そして今日。かかりつけ医さんに「あなたが昨日言ってた症状は脱水じゃないよ、オシッコが出るうちは違うから。自分で色々気にして病気を作り出さないようにね」とダメ押しの言葉をもらいそれが心にズーンときています。文章を書く事以上の精神安定は見つからないけど、本当にお腹を壊したし、食べられなかったし、辛かった。優しさを求めるのは贅沢過ぎる現状だけど、でも、やっぱり繊細な自分が悪いんだと追い込んでしまった。私、本当にまた普通の生活が出来るのだろうか。

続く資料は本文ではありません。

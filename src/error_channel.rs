//! Process-wide error slot
//!
//! One [`ErrorChannel`] is created at the composition root and cloned into
//! every controller. All clones share a single slot: the newest report
//! replaces whatever was there, and the slot is emptied only by [`clear`].
//!
//! [`clear`]: ErrorChannel::clear

use std::fmt::Display;
use std::sync::Arc;
use tokio::sync::watch;

/// Text shown when a failure carries no message of its own
pub const FALLBACK_MESSAGE: &str = "Something went wrong";

/// Shared, observable holder of the current global error
#[derive(Debug, Clone)]
pub struct ErrorChannel {
    slot: Arc<watch::Sender<Option<String>>>,
}

impl Default for ErrorChannel {
    fn default() -> Self {
        Self::new()
    }
}

impl ErrorChannel {
    pub fn new() -> Self {
        let (slot, _) = watch::channel(None);
        Self {
            slot: Arc::new(slot),
        }
    }

    /// Hold `message`, or the fallback text when it is absent or empty
    ///
    /// The raw argument is always logged, even when it gets replaced.
    pub fn report(&self, message: Option<&str>) {
        tracing::error!(raw = ?message, "Error reported");
        let text = match message {
            Some(m) if !m.is_empty() => m.to_string(),
            _ => FALLBACK_MESSAGE.to_string(),
        };
        self.slot.send_replace(Some(text));
    }

    /// Report any displayable failure
    pub fn report_error(&self, error: &impl Display) {
        let text = error.to_string();
        self.report(Some(&text));
    }

    pub fn clear(&self) {
        self.slot.send_replace(None);
    }

    pub fn is_set(&self) -> bool {
        self.slot.borrow().is_some()
    }

    pub fn message(&self) -> Option<String> {
        self.slot.borrow().clone()
    }

    /// Watch the slot; every clone of the channel notifies the same receivers
    pub fn subscribe(&self) -> watch::Receiver<Option<String>> {
        self.slot.subscribe()
    }
}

でも、私達の療養生活はかなり上位に恵まれています。発熱外来に発症日に行けて、都の食料が貰えて、毎日休診日も療養期間中に電話してくれるお医者さんのお世話になれた。重症化が懸念される夫は平熱のまま経過をたどり、息子のお世話と食事を作ってくれている。お客さんも相談に乗ってくれたり物資や知恵をくれてデリバリーしてくれた友人もいる。落ち込んじゃダメだ、5分と立ってられなくても、でも、先が見えないって不安。速攻働いて、息子のクソ高い学費の心配から逃れたい、でも心は「まだ無理」と叫んでいる、どうする、どうする、どうする。


とりあえず嘆くだけ嘆いて飽きるまでやろうかなと思います。以上が、恵まれた軽症者家族の記録でした。
最後に、パルスオキシメーターと食料担当のうちサポダイヤルは繋がらなかったら可能な限り深夜に試してください。
そのほうがつながると思います。